News Room - Steel Industry

Posted on 20 Oct 2021

Decarbonisation requires 'first mover disadvantage' solution: NZSI

The foundations are emerging of stakeholder collaborations spanning the value chain to achieve low-carbon steelmaking, but a solution is still required to the “first mover disadvantage”, says the Net-Zero Steel Initiative (NZSI).

This disadvantage is created by wholesale steel markets, where prices are typically set by the marginal – and more emissive – producer. Multilateral solutions will be critical to unlocking the first wave of near-zero emissions steelmaking. “An immediate priority is a new, high-ambition multilateral forum between net-zero aligned governments and steelmakers to explore and find solutions to this issue,” NZSI says in a report seen by Kallanish.

More efficient use of steel could materially lower future demand, but large volumes of low-CO2 primary steel will still be needed out to 2050 and beyond. Not all steel demand can be met by recycling scrap, the group observes.

Long investment cycles mean that investments in new or existing steel plants from 2030 onwards should be compatible with a net-zero 2050 objective to avoid stranding these assets.
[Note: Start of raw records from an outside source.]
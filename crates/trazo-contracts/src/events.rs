use std::fs::{File, OpenOptions};
use std::io::Write;
use std::path::{Path, PathBuf};
use std::sync::{Arc, Mutex};

use anyhow::Context;
use chrono::{SecondsFormat, Utc};
use serde::Serialize;
use serde_json::Value;

/// A line in the session log. The gallery task lifecycle is the whole
/// vocabulary; `item_id` is a first-class field so the file can be
/// filtered per item.
#[derive(Debug, Clone, PartialEq, Serialize)]
#[serde(tag = "type", rename_all = "snake_case")]
pub enum SessionEvent {
    SessionStarted {
        model: String,
    },
    ItemQueued {
        item_id: String,
        action: String,
    },
    ItemCompleted {
        item_id: String,
        action: String,
    },
    ItemError {
        item_id: String,
        action: String,
        error: String,
    },
}

impl SessionEvent {
    pub fn item_id(&self) -> Option<&str> {
        match self {
            SessionEvent::SessionStarted { .. } => None,
            SessionEvent::ItemQueued { item_id, .. }
            | SessionEvent::ItemCompleted { item_id, .. }
            | SessionEvent::ItemError { item_id, .. } => Some(item_id),
        }
    }
}

/// Append-only writer for `events.jsonl`. Each recorded event is stamped
/// with the session id and an RFC 3339 timestamp; the file handle is
/// opened on first use and kept for the life of the session.
#[derive(Debug, Clone)]
pub struct EventWriter {
    path: Arc<PathBuf>,
    session_id: Arc<str>,
    sink: Arc<Mutex<Option<File>>>,
}

impl EventWriter {
    pub fn new(path: impl Into<PathBuf>, session_id: impl Into<String>) -> Self {
        Self {
            path: Arc::new(path.into()),
            session_id: Arc::from(session_id.into()),
            sink: Arc::new(Mutex::new(None)),
        }
    }

    pub fn path(&self) -> &Path {
        &self.path
    }

    pub fn session_id(&self) -> &str {
        &self.session_id
    }

    /// Writes one event as a compact JSON line and returns the stamped
    /// object as written.
    pub fn record(&self, event: SessionEvent) -> anyhow::Result<Value> {
        let mut stamped = serde_json::to_value(&event)?;
        let fields = stamped
            .as_object_mut()
            .context("session event did not serialize to an object")?;
        fields.insert(
            "session_id".to_string(),
            Value::String(self.session_id.to_string()),
        );
        fields.insert("ts".to_string(), Value::String(now_utc_iso()));
        let line = serde_json::to_string(&stamped)?;

        let mut guard = self
            .sink
            .lock()
            .map_err(|_| anyhow::anyhow!("event writer lock poisoned"))?;
        if guard.is_none() {
            if let Some(parent) = self.path.parent() {
                std::fs::create_dir_all(parent)?;
            }
            let file = OpenOptions::new()
                .create(true)
                .append(true)
                .open(self.path.as_ref())
                .with_context(|| format!("failed to open {}", self.path.display()))?;
            *guard = Some(file);
        }
        if let Some(file) = guard.as_mut() {
            file.write_all(line.as_bytes())?;
            file.write_all(b"\n")?;
        }

        Ok(stamped)
    }
}

fn now_utc_iso() -> String {
    Utc::now().to_rfc3339_opts(SecondsFormat::Micros, false)
}

#[cfg(test)]
mod tests {
    use std::fs;

    use chrono::DateTime;
    use serde_json::Value;

    use super::{EventWriter, SessionEvent};

    #[test]
    fn recorded_events_carry_type_item_and_session_stamps() -> anyhow::Result<()> {
        let temp = tempfile::tempdir()?;
        let path = temp.path().join("events.jsonl");
        let writer = EventWriter::new(&path, "session-123");

        let stamped = writer.record(SessionEvent::ItemQueued {
            item_id: "100".to_string(),
            action: "generate".to_string(),
        })?;

        let content = fs::read_to_string(&path)?;
        let parsed: Value = serde_json::from_str(content.lines().next().unwrap_or(""))?;
        assert_eq!(parsed, stamped);
        assert_eq!(parsed["type"], Value::String("item_queued".to_string()));
        assert_eq!(parsed["item_id"], Value::String("100".to_string()));
        assert_eq!(parsed["action"], Value::String("generate".to_string()));
        assert_eq!(parsed["session_id"], Value::String("session-123".to_string()));
        DateTime::parse_from_rfc3339(parsed["ts"].as_str().unwrap_or(""))?;
        Ok(())
    }

    #[test]
    fn error_events_keep_the_failure_text() -> anyhow::Result<()> {
        let temp = tempfile::tempdir()?;
        let writer = EventWriter::new(temp.path().join("events.jsonl"), "session-123");

        let stamped = writer.record(SessionEvent::ItemError {
            item_id: "100".to_string(),
            action: "improve".to_string(),
            error: "service error (500)".to_string(),
        })?;

        assert_eq!(stamped["type"], Value::String("item_error".to_string()));
        assert_eq!(
            stamped["error"],
            Value::String("service error (500)".to_string())
        );
        Ok(())
    }

    #[test]
    fn a_session_appends_one_line_per_event_in_order() -> anyhow::Result<()> {
        let temp = tempfile::tempdir()?;
        let path = temp.path().join("logs").join("events.jsonl");
        let writer = EventWriter::new(&path, "session-123");

        writer.record(SessionEvent::SessionStarted {
            model: "test-model".to_string(),
        })?;
        writer.record(SessionEvent::ItemQueued {
            item_id: "100".to_string(),
            action: "generate".to_string(),
        })?;
        writer.record(SessionEvent::ItemCompleted {
            item_id: "100".to_string(),
            action: "generate".to_string(),
        })?;

        let content = fs::read_to_string(&path)?;
        let types: Vec<String> = content
            .lines()
            .map(|line| serde_json::from_str::<Value>(line).unwrap()["type"].to_string())
            .collect();
        assert_eq!(
            types,
            ["\"session_started\"", "\"item_queued\"", "\"item_completed\""]
        );
        Ok(())
    }

    #[test]
    fn item_id_is_exposed_for_lifecycle_events_only() {
        let started = SessionEvent::SessionStarted {
            model: "test-model".to_string(),
        };
        let queued = SessionEvent::ItemQueued {
            item_id: "100".to_string(),
            action: "generate".to_string(),
        };
        assert_eq!(started.item_id(), None);
        assert_eq!(queued.item_id(), Some("100"));
    }
}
For this to be feasible, several commercial-scale plants using near-zero-emissions technologies need to be built this decade to prove them at scale, NZSI points out.

Production technologies using 100% green hydrogen could be responsible for 40-55% of primary steel production in 2050, utilising 35-55 million tonnes/year of zero-emissions hydrogen. Hydrogen steelmaking could become competitive with carbon capture, utilisation, and storage (CCUS) technologies when prices for zero-carbon hydrogen hit $2.20-2.90/kg, which NZSI anticipates happening in the 2020s.

“To compete with unabated steelmaking processes, hydrogen prices would need to reach $0.65/kg in the absence of carbon pricing or other support, which is not expected to happen by 2050,” it adds.

Retrofitting existing blast furnace-basic oxygen furnace technology with CCUS may not be a competitive long-term strategy, as green hydrogen-direct reduced iron route steelmaking will become increasingly competitive.

New roles for the blast furnace may yet emerge in a net-zero economy. “Should a bio-based replacement for coke be developed or closed-loop ‘circular’ carbon value chains be established, the blast furnace may prove to be a cost-efficient source of zero-emissions feedstock for the chemicals industry and/or a valuable source of negative carbon emissions,” NZSI concludes.